If this sounds like a good thing to you, you might want to think twice - there have been plenty of cases of people who expressed their will to die before an accident or disease forced them in a bed, and when it happened they still wanted to die.
But they weren’t allowed to, they can’t kill themselves and anyone helping them would be penally charged. Yes, even with a signed paper (like a last will) if you end up completely paralyzed on a bed you can’t die, you’re damned to spend the rest of your life (possibly decades) in a bed, without moving, with your brain still functioning while you shit yourself and are artificially fed.
So yeah, we have the opposite issue here.
Now, I don’t know about UK, but letting the patient die for starving seems like a loophole to avoid penal responsabilities for the doctors. I’m fairly sure (but should check) that the doctors, by law, can deny cures in this specific case, but they can’t actually kill the patients by any means - i.e. they can’t inject a bubble of air into their veins to grant them a quick death.
It’s not a matter of ethics or what the doctors want to do, I’m fairly sure none of the people working in an hospital wants to see someone else starve to death (regardless of any dumb rethorics about evil doctors and bullshit), it’s a matter of what the law prescribes.
And, in all of that, make no mistake.
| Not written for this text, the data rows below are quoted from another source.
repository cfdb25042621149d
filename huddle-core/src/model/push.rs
use crate::model::room::{RoomId, RoomSummary};
use crate::model::user::{Participant, UserId};
use serde::{Deserialize, Serialize};
use serde_json::Value;

/// Messages published on a room channel.
#[derive(Debug, Clone, PartialEq, Serialize, Deserialize)]
#[serde(tag = "type", rename_all = "snake_case")]
pub enum RoomMessage {
    Participants {
        room_id: RoomId,
        participants: Vec<Participant>,
    },
    /// `data` is the relayed event object, untouched.
    Signal {
        room_id: RoomId,
        sender_id: UserId,
        data: Value,
    },
    Kicked {
        room_id: RoomId,
    },
}

impl RoomMessage {
    pub fn room_id(&self) -> RoomId {
        match self {
            RoomMessage::Participants { room_id, .. }
            | RoomMessage::Signal { room_id, .. }
            | RoomMessage::Kicked { room_id } => *room_id,
        }
    }
}

#[derive(Debug, Clone, Copy, PartialEq, Eq, Serialize, Deserialize)]
#[serde(rename_all = "snake_case")]
pub enum DirectoryAction {
    Created,
    Updated,
    Destroyed,
}

/// Message published on the room index channel.
#[derive(Debug, Clone, PartialEq, Serialize, Deserialize)]
pub struct DirectoryMessage {
    #[serde(rename = "type")]
    pub action: DirectoryAction,
    pub room: RoomSummary,
}

/// One frame on a subscriber's push stream.
#[derive(Debug, Clone, PartialEq, Serialize, Deserialize)]
pub struct PushFrame {
    pub channel: String,
    pub data: Value,
}
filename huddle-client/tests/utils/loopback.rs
use async_trait::async_trait;
use huddle_client::{NegotiationEngine, SignalTransport, TransportError};
use huddle_core::{RoomId, SignalEvent, SignalPayload, UserId};
use serde_json::Value;
use std::cell::{Cell, RefCell};
use std::collections::HashMap;
use std::rc::Rc;

/// In-process relay between engines. While the gate is closed deliveries
/// are held back, which lets a test line up colliding offers.
pub struct LoopbackNetwork {
    engines: RefCell<HashMap<UserId, NegotiationEngine>>,
    gate_open: Cell<bool>,
    held: RefCell<Vec<(UserId, UserId, Value)>>,
    log: RefCell<Vec<(UserId, UserId, SignalEvent)>>,
}

impl LoopbackNetwork {
    pub fn new() -> Rc<Self> {
        Rc::new(Self {
            engines: RefCell::new(HashMap::new()),
            gate_open: Cell::new(true),
            held: RefCell::new(Vec::new()),
            log: RefCell::new(Vec::new()),
        })
    }

    pub fn transport(self: &Rc<Self>, from: u64) -> LoopbackTransport {
        LoopbackTransport {
            from: UserId(from),
            network: self.clone(),
        }
    }

    pub fn attach(&self, engine: NegotiationEngine) {
        self.engines.borrow_mut().insert(engine.local_id(), engine);
    }

    pub fn close_gate(&self) {
        self.gate_open.set(false);
    }

    pub fn open_gate(&self) {
        self.gate_open.set(true);
        let held = std::mem::take(&mut *self.held.borrow_mut());
        for (from, to, data) in held {
            self.deliver(from, to, &data);
        }
    }

    pub fn held(&self) -> usize {
        self.held.borrow().len()
    }

    /// Events sent by `from`, in send order.
    pub fn sent_by(&self, from: u64) -> Vec<SignalEvent> {
        self.log
            .borrow()
            .iter()
            .filter(|(sender, _, _)| *sender == UserId(from))
            .map(|(_, _, event)| event.clone())
            .collect()
    }

    fn deliver(&self, from: UserId, to: UserId, data: &Value) {
        if let Some(engine) = self.engines.borrow().get(&to) {
            engine.handle_signal(from, data);
        }
    }
}

pub struct LoopbackTransport {
    from: UserId,
    network: Rc<LoopbackNetwork>,
}

#[async_trait(?Send)]
impl SignalTransport for LoopbackTransport {
    async fn send(&self, _room_id: RoomId, payload: SignalPayload) -> Result<(), TransportError> {
        for (to, data) in payload.into_deliveries() {
            if let Ok(event) = data.to_event() {
                self.network.log.borrow_mut().push((self.from, to, event));
            }
            let data = data.into_value();
            if self.network.gate_open.get() {
                self.network.deliver(self.from, to, &data);
            } else {
                self.network.held.borrow_mut().push((self.from, to, data));
            }
        }
        Ok(())
    }
}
This has nothing to do with universal healthcare and whatever dystopian notion murikans have about it while living in a country that literally leaves people to die just because they don’t have the money for insurance. While someone shivers at the notion of a young kid “starved to death” in the UK, please remind me how many young kids with Leukemia are left to die in the US just because the medical treatments burn into health insurance so fast that after a few months there’s no coverage anymore.
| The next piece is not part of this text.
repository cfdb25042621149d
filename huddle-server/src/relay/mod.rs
mod signal_relay;

pub use signal_relay::*;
Universal healthcare works and saves a ton of lives, the right to health should be an universal right, not a privilege, that’s what a democratic country would recognize. And if someone wants better treatments, guess what… there are private hospitals and clinics here too, in all Europe.
To add to what atlashrugged has said above if anyone has read the articles it clearly says that none of the doctors in Italy or anywhere else for that matter have offered any sort of treatment or cure they are simply offering to extend his life indefinitely by having him sit in a vegetative state on a machine for the rest of his life. So the real question is not about socialised care or anything else it is about whether you consider it morally right to end suffering or feel that we should preserve life irrespective of the quality of said ‘life’.
My evil capitalist plan has a $100 copay for the ER. That’s what I payed when my wife hurt her foot last year. That’s without a having to pay a 55.95% income tax.
I think in many cases morality is subjective and the individual (in this case the parents) should be making the decision. Not the government. It’s abhorrent that the UK won’t allow the parents to do with their child what they see fit. It would be just as abhorrent if the Italian government forced the child to be on life support if the parents wanted the opposite.